↓

use std::sync::Arc;

use tracing::{info, warn};

use crate::api::PantryApi;
use crate::cache::CacheManager;
use crate::models::{DetectedItem, NewItem, UserId};
use crate::request::{ActiveScreen, RequestCoordinator, ScreenScope};

use super::{ScreenError, ScreenResult};

/// Photo capture: recognise groceries in an image and add them in one go.
pub struct CameraScreen {
    scope: ScreenScope,
    api: Arc<dyn PantryApi>,
    user: UserId,
    processing: bool,
}

impl CameraScreen {
    pub const NAME: &'static str = "camera";

    pub fn new(api: Arc<dyn PantryApi>, cache: Arc<CacheManager>, user: UserId) -> Self {
        Self {
            scope: ScreenScope::new(Self::NAME, cache),
            api,
            user,
            processing: false,
        }
    }

    pub fn with_coordinator(mut self, coordinator: RequestCoordinator) -> Self {
        self.scope = self.scope.with_coordinator(coordinator);
        self
    }

    pub fn activate(&self) -> ActiveScreen {
        self.scope.activate()
    }

    pub fn is_processing(&self) -> bool {
        self.processing
    }

    /// Run recognition on a base64 photo.
    ///
    /// `Ok(None)` means the screen was left before the result came back.
    /// An image with nothing recognisable yields an empty list.
    pub async fn analyse(&mut self, image_base64: &str) -> ScreenResult<Option<Vec<DetectedItem>>> {
        if image_base64.trim().is_empty() {
            return Err(ScreenError::Validation("No image data available".to_string()));
        }

        self.processing = true;
        let api = Arc::clone(&self.api);
        let image = image_base64.to_string();
        let analysis = self
            .scope
            .coordinator()
            .run(move || async move { api.analyse_image(&image).await })
            .await;
        self.processing = false;

        match analysis {
            Ok(Some(analysis)) => {
                let items = analysis.detected_items().to_vec();
                info!(count = items.len(), "Image analysed");
                Ok(Some(items))
            }
            Ok(None) => Ok(None),
            Err(e) => {
                warn!(error = %e, "Failed to analyse image");
                Err(e.into())
            }
        }
    }

    /// Add each detected item with quantity 1. Returns how many were added.
    ///
    /// The inventory keys are invalidated whenever anything was added, even
    /// if a later item fails.
    pub async fn add_detected(&mut self, items: &[DetectedItem]) -> ScreenResult<usize> {
        if !self.user.is_valid() {
            return Err(ScreenError::NotSignedIn);
        }
        let user = self.user;

        let mut added = 0;
        let mut failure = None;
        for item in items {
            let payload = NewItem::named(item.name.as_str()).with_quantity("1").to_payload();
            match self.api.add_item(user, &payload).await {
                Ok(()) => added += 1,
                Err(e) => {
                    warn!(user = %user, name = %item.name, error = %e, "Failed to add detected item");
                    failure = Some(e);
                    break;
                }
            }
        }

        if added > 0 {
            self.scope.cache().invalidate_inventory(user);
        }

        match failure {
            Some(e) => Err(e.into()),
            None => Ok(added),
        }
    }
}

#[cfg(test)]
mod tests {
    use super::*;
    use crate::screens::fake::FakeApi;
    use std::time::Duration;

    const USER: UserId = UserId(5);

    fn setup(api: FakeApi) -> (Arc<FakeApi>, Arc<CacheManager>, CameraScreen) {
        let api = Arc::new(api);
        let cache = Arc::new(CacheManager::new(Duration::from_secs(180)));
        let screen = CameraScreen::new(api.clone(), cache.clone(), USER);
        (api, cache, screen)
    }

    #[tokio::test]
    async fn test_empty_image_rejected() {
        let (_api, _cache, mut screen) = setup(FakeApi::new());
        assert!(matches!(screen.analyse("  ").await, Err(ScreenError::Validation(_))));
    }

    #[tokio::test]
    async fn test_analyse_and_add_detected() {
        let api = FakeApi::new().with_items(USER, &["bread"]);
        *api.detections.lock().unwrap() = vec!["apple".to_string(), "banana".to_string()];
        let (api, cache, mut screen) = setup(api);
        cache.set_inventory(USER, Vec::new());

        let detected = screen.analyse("aGVsbG8=").await.unwrap().unwrap();
        assert_eq!(detected.len(), 2);

        assert_eq!(screen.add_detected(&detected).await.unwrap(), 2);
        assert_eq!(api.item_names(USER), vec!["bread", "apple", "banana"]);
        assert_eq!(cache.inventory(USER), None);
    }

    #[tokio::test]
    async fn test_nothing_detected() {
        let (_api, _cache, mut screen) = setup(FakeApi::new());
        assert_eq!(screen.analyse("aGVsbG8=").await.unwrap(), Some(Vec::new()));
    }

    #[tokio::test]
    async fn test_partial_add_failure_still_invalidates() {
        let api = FakeApi::new();
        *api.fail_adds_after.lock().unwrap() = Some(1);
        let (api, cache, mut screen) = setup(api);
        cache.set_inventory(USER, Vec::new());

        let items = vec![
            DetectedItem { name: "apple".to_string(), prob: None },
            DetectedItem { name: "kiwi".to_string(), prob: None },
        ];
        assert!(screen.add_detected(&items).await.is_err());
        assert_eq!(api.item_names(USER), vec!["apple"]);
        assert_eq!(cache.inventory(USER), None);
    }

    #[tokio::test]
    async fn test_left_screen_drops_analysis() {
        let api = FakeApi::new();
        *api.detections.lock().unwrap() = vec!["apple".to_string()];
        let (_api, _cache, mut screen) = setup(api);

        screen.activate().deactivate();
        assert_eq!(screen.analyse("aGVsbG8=").await.unwrap(), None);
    }
}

↑

Exercise: The records above should be printed in full, exactly as they appear.

Problem solution:
use std::sync::Arc;

use tracing::{info, warn};

use crate::api::PantryApi;
use crate::cache::CacheManager;
use crate::models::{DetectedItem, NewItem, UserId};
use crate::request::{ActiveScreen, RequestCoordinator, ScreenScope};

use super::{ScreenError, ScreenResult};

/// Photo capture: recognise groceries in an image and add them in one go.
pub struct CameraScreen {
    scope: ScreenScope,
    api: Arc<dyn PantryApi>,
    user: UserId,
    processing: bool,
}

impl CameraScreen {
    pub const NAME: &'static str = "camera";

    pub fn new(api: Arc<dyn PantryApi>, cache: Arc<CacheManager>, user: UserId) -> Self {
        Self {
            scope: ScreenScope::new(Self::NAME, cache),
            api,
            user,
            processing: false,
        }
    }

    pub fn with_coordinator(mut self, coordinator: RequestCoordinator) -> Self {
        self.scope = self.scope.with_coordinator(coordinator);
        self
    }

    pub fn activate(&self) -> ActiveScreen {
        self.scope.activate()
    }

    pub fn is_processing(&self) -> bool {
        self.processing
    }

    /// Run recognition on a base64 photo.
    ///
    /// `Ok(None)` means the screen was left before the result came back.
    /// An image with nothing recognisable yields an empty list.
    pub async fn analyse(&mut self, image_base64: &str) -> ScreenResult<Option<Vec<DetectedItem>>> {
        if image_base64.trim().is_empty() {
            return Err(ScreenError::Validation("No image data available".to_string()));
        }

        self.processing = true;
        let api = Arc::clone(&self.api);
        let image = image_base64.to_string();
        let analysis = self
            .scope
            .coordinator()
            .run(move || async move { api.analyse_image(&image).await })
            .await;
        self.processing = false;

        match analysis {
            Ok(Some(analysis)) => {
                let items = analysis.detected_items().to_vec();
                info!(count = items.len(), "Image analysed");
                Ok(Some(items))
            }
            Ok(None) => Ok(None),
            Err(e) => {
                warn!(error = %e, "Failed to analyse image");
                Err(e.into())
            }
        }
    }

    /// Add each detected item with quantity 1. Returns how many were added.
    ///
    /// The inventory keys are invalidated whenever anything was added, even
    /// if a later item fails.
    pub async fn add_detected(&mut self, items: &[DetectedItem]) -> ScreenResult<usize> {
        if !self.user.is_valid() {
            return Err(ScreenError::NotSignedIn);
        }
        let user = self.user;

        let mut added = 0;
        let mut failure = None;
        for item in items {
            let payload = NewItem::named(item.name.as_str()).with_quantity("1").to_payload();
            match self.api.add_item(user, &payload).await {
                Ok(()) => added += 1,
                Err(e) => {
                    warn!(user = %user, name = %item.name, error = %e, "Failed to add detected item");
                    failure = Some(e);
                    break;
                }
            }
        }

        if added > 0 {
            self.scope.cache().invalidate_inventory(user);
        }

        match failure {
            Some(e) => Err(e.into()),
            None => Ok(added),
        }
    }
}

#[cfg(test)]
mod tests {
    use super::*;
    use crate::screens::fake::FakeApi;
    use std::time::Duration;

    const USER: UserId = UserId(5);

    fn setup(api: FakeApi) -> (Arc<FakeApi>, Arc<CacheManager>, CameraScreen) {
        let api = Arc::new(api);
        let cache = Arc::new(CacheManager::new(Duration::from_secs(180)));
        let screen = CameraScreen::new(api.clone(), cache.clone(), USER);
        (api, cache, screen)
    }

    #[tokio::test]
    async fn test_empty_image_rejected() {
        let (_api, _cache, mut screen) = setup(FakeApi::new());
        assert!(matches!(screen.analyse("  ").await, Err(ScreenError::Validation(_))));
    }

    #[tokio::test]
    async fn test_analyse_and_add_detected() {
        let api = FakeApi::new().with_items(USER, &["bread"]);
        *api.detections.lock().unwrap() = vec!["apple".to_string(), "banana".to_string()];
        let (api, cache, mut screen) = setup(api);
        cache.set_inventory(USER, Vec::new());

        let detected = screen.analyse("aGVsbG8=").await.unwrap().unwrap();
        assert_eq!(detected.len(), 2);

        assert_eq!(screen.add_detected(&detected).await.unwrap(), 2);
        assert_eq!(api.item_names(USER), vec!["bread", "apple", "banana"]);
        assert_eq!(cache.inventory(USER), None);
    }

    #[tokio::test]
    async fn test_nothing_detected() {
        let (_api, _cache, mut screen) = setup(FakeApi::new());
        assert_eq!(screen.analyse("aGVsbG8=").await.unwrap(), Some(Vec::new()));
    }

    #[tokio::test]
    async fn test_partial_add_failure_still_invalidates() {
        let api = FakeApi::new();
        *api.fail_adds_after.lock().unwrap() = Some(1);
        let (api, cache, mut screen) = setup(api);
        cache.set_inventory(USER, Vec::new());

        let items = vec![
            DetectedItem { name: "apple".to_string(), prob: None },
            DetectedItem { name: "kiwi".to_string(), prob: None },
        ];
        assert!(screen.add_detected(&items).await.is_err());
        assert_eq!(api.item_names(USER), vec!["apple"]);
        assert_eq!(cache.inventory(USER), None);
    }

    #[tokio::test]
    async fn test_left_screen_drops_analysis() {
        let api = FakeApi::new();
        *api.detections.lock().unwrap() = vec!["apple".to_string()];
        let (_api, _cache, mut screen) = setup(api);

        screen.activate().deactivate();
        assert_eq!(screen.analyse("aGVsbG8=").await.unwrap(), None);
    }
}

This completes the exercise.